- **TASK INSTRUCTIONS**: Return every record below exactly as given.

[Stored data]

>>>>>

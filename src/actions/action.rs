//! Abstract actions produced by a decision engine.

use std::fmt;
use std::str::FromStr;

use serde::{Deserialize, Serialize};

use crate::screen::Bounds;

/// Direction of a scroll gesture.
#[derive(Debug, Clone, Copy, PartialEq, Eq, Hash, Serialize, Deserialize)]
#[serde(rename_all = "snake_case")]
pub enum ScrollDirection {
    Up,
    Down,
    Left,
    Right,
}

impl FromStr for ScrollDirection {
    type Err = String;

    fn from_str(s: &str) -> Result<Self, Self::Err> {
        match s.trim().to_lowercase().as_str() {
            "up" => Ok(Self::Up),
            "down" => Ok(Self::Down),
            "left" => Ok(Self::Left),
            "right" => Ok(Self::Right),
            other => Err(format!("Unknown scroll direction: {}", other)),
        }
    }
}

impl fmt::Display for ScrollDirection {
    fn fmt(&self, f: &mut fmt::Formatter<'_>) -> fmt::Result {
        let name = match self {
            Self::Up => "up",
            Self::Down => "down",
            Self::Left => "left",
            Self::Right => "right",
        };
        f.write_str(name)
    }
}

/// The next thing the agent should do.
#[derive(Debug, Clone, PartialEq, Eq, Serialize, Deserialize)]
#[serde(tag = "type", rename_all = "snake_case")]
pub enum Action {
    /// The goal has been reached.
    Completed,
    /// Tap the center of an element.
    Click { bounds: Bounds },
    /// Focus an input field and replace its text.
    TypeText { bounds: Bounds, text: String },
    /// Swipe the screen.
    Scroll { direction: ScrollDirection },
    /// Do nothing for a while.
    Wait { millis: u64 },
    /// The engine could not find a way forward.
    Failed { message: String },
    /// Press and hold the center of an element.
    LongPress { bounds: Bounds },
    /// System back key.
    Back,
    /// System home key.
    Home,
}

impl Action {
    /// Stable tag for the variant, independent of its payload.
    pub fn kind(&self) -> &'static str {
        match self {
            Self::Completed => "completed",
            Self::Click { .. } => "click",
            Self::TypeText { .. } => "type_text",
            Self::Scroll { .. } => "scroll",
            Self::Wait { .. } => "wait",
            Self::Failed { .. } => "failed",
            Self::LongPress { .. } => "long_press",
            Self::Back => "back",
            Self::Home => "home",
        }
    }

    pub fn failed(message: impl Into<String>) -> Self {
        Self::Failed {
            message: message.into(),
        }
    }
}

impl fmt::Display for Action {
    fn fmt(&self, f: &mut fmt::Formatter<'_>) -> fmt::Result {
        match self {
            Self::Completed => write!(f, "completed"),
            Self::Click { bounds } => write!(f, "click {:?}", bounds.center()),
            Self::TypeText { bounds, text } => {
                write!(f, "type {:?} into {:?}", text, bounds.center())
            }
            Self::Scroll { direction } => write!(f, "scroll {}", direction),
            Self::Wait { millis } => write!(f, "wait {}ms", millis),
            Self::Failed { message } => write!(f, "failed: {}", message),
            Self::LongPress { bounds } => write!(f, "long press {:?}", bounds.center()),
            Self::Back => write!(f, "back"),
            Self::Home => write!(f, "home"),
        }
    }
}

#[cfg(test)]
mod tests {
    use super::*;

    #[test]
    fn test_scroll_direction_parse() {
        assert_eq!("DOWN".parse::<ScrollDirection>(), Ok(ScrollDirection::Down));
        assert_eq!(" left ".parse::<ScrollDirection>(), Ok(ScrollDirection::Left));
        assert!("diagonal".parse::<ScrollDirection>().is_err());
    }

    #[test]
    fn test_kind_ignores_payload() {
        let a = Action::Click {
            bounds: Bounds::new(0, 0, 1, 1),
        };
        let b = Action::Click {
            bounds: Bounds::new(5, 5, 9, 9),
        };
        assert_eq!(a.kind(), b.kind());
        assert_ne!(a.kind(), Action::Back.kind());
    }

    #[test]
    fn test_serde_tagged() {
        let action = Action::Scroll {
            direction: ScrollDirection::Down,
        };
        let json = serde_json::to_value(&action).unwrap();
        assert_eq!(json["type"], "scroll");
        assert_eq!(json["direction"], "down");

        let wait: Action = serde_json::from_str(r#"{"type":"wait","millis":500}"#).unwrap();
        assert_eq!(wait, Action::Wait { millis: 500 });
    }
}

<<<<<

- **SOLVED EXERCISE**:
filename src/actions/action.rs
//! Abstract actions produced by a decision engine.

use std::fmt;
use std::str::FromStr;

use serde::{Deserialize, Serialize};

use crate::screen::Bounds;

/// Direction of a scroll gesture.
#[derive(Debug, Clone, Copy, PartialEq, Eq, Hash, Serialize, Deserialize)]
#[serde(rename_all = "snake_case")]
pub enum ScrollDirection {
    Up,
    Down,
    Left,
    Right,
}

impl FromStr for ScrollDirection {
    type Err = String;

    fn from_str(s: &str) -> Result<Self, Self::Err> {
        match s.trim().to_lowercase().as_str() {
            "up" => Ok(Self::Up),
            "down" => Ok(Self::Down),
            "left" => Ok(Self::Left),
            "right" => Ok(Self::Right),
            other => Err(format!("Unknown scroll direction: {}", other)),
        }
    }
}

impl fmt::Display for ScrollDirection {
    fn fmt(&self, f: &mut fmt::Formatter<'_>) -> fmt::Result {
        let name = match self {
            Self::Up => "up",
            Self::Down => "down",
            Self::Left => "left",
            Self::Right => "right",
        };
        f.write_str(name)
    }
}

/// The next thing the agent should do.
#[derive(Debug, Clone, PartialEq, Eq, Serialize, Deserialize)]
#[serde(tag = "type", rename_all = "snake_case")]
pub enum Action {
    /// The goal has been reached.
    Completed,
    /// Tap the center of an element.
    Click { bounds: Bounds },
    /// Focus an input field and replace its text.
    TypeText { bounds: Bounds, text: String },
    /// Swipe the screen.
    Scroll { direction: ScrollDirection },
    /// Do nothing for a while.
    Wait { millis: u64 },
    /// The engine could not find a way forward.
    Failed { message: String },
    /// Press and hold the center of an element.
    LongPress { bounds: Bounds },
    /// System back key.
    Back,
    /// System home key.
    Home,
}

impl Action {
    /// Stable tag for the variant, independent of its payload.
    pub fn kind(&self) -> &'static str {
        match self {
            Self::Completed => "completed",
            Self::Click { .. } => "click",
            Self::TypeText { .. } => "type_text",
            Self::Scroll { .. } => "scroll",
            Self::Wait { .. } => "wait",
            Self::Failed { .. } => "failed",
            Self::LongPress { .. } => "long_press",
            Self::Back => "back",
            Self::Home => "home",
        }
    }

    pub fn failed(message: impl Into<String>) -> Self {
        Self::Failed {
            message: message.into(),
        }
    }
}

impl fmt::Display for Action {
    fn fmt(&self, f: &mut fmt::Formatter<'_>) -> fmt::Result {
        match self {
            Self::Completed => write!(f, "completed"),
            Self::Click { bounds } => write!(f, "click {:?}", bounds.center()),
            Self::TypeText { bounds, text } => {
                write!(f, "type {:?} into {:?}", text, bounds.center())
            }
            Self::Scroll { direction } => write!(f, "scroll {}", direction),
            Self::Wait { millis } => write!(f, "wait {}ms", millis),
            Self::Failed { message } => write!(f, "failed: {}", message),
            Self::LongPress { bounds } => write!(f, "long press {:?}", bounds.center()),
            Self::Back => write!(f, "back"),
            Self::Home => write!(f, "home"),
        }
    }
}

#[cfg(test)]
mod tests {
    use super::*;

    #[test]
    fn test_scroll_direction_parse() {
        assert_eq!("DOWN".parse::<ScrollDirection>(), Ok(ScrollDirection::Down));
        assert_eq!(" left ".parse::<ScrollDirection>(), Ok(ScrollDirection::Left));
        assert!("diagonal".parse::<ScrollDirection>().is_err());
    }

    #[test]
    fn test_kind_ignores_payload() {
        let a = Action::Click {
            bounds: Bounds::new(0, 0, 1, 1),
        };
        let b = Action::Click {
            bounds: Bounds::new(5, 5, 9, 9),
        };
        assert_eq!(a.kind(), b.kind());
        assert_ne!(a.kind(), Action::Back.kind());
    }

    #[test]
    fn test_serde_tagged() {
        let action = Action::Scroll {
            direction: ScrollDirection::Down,
        };
        let json = serde_json::to_value(&action).unwrap();
        assert_eq!(json["type"], "scroll");
        assert_eq!(json["direction"], "down");

        let wait: Action = serde_json::from_str(r#"{"type":"wait","millis":500}"#).unwrap();
        assert_eq!(wait, Action::Wait { millis: 500 });
    }
}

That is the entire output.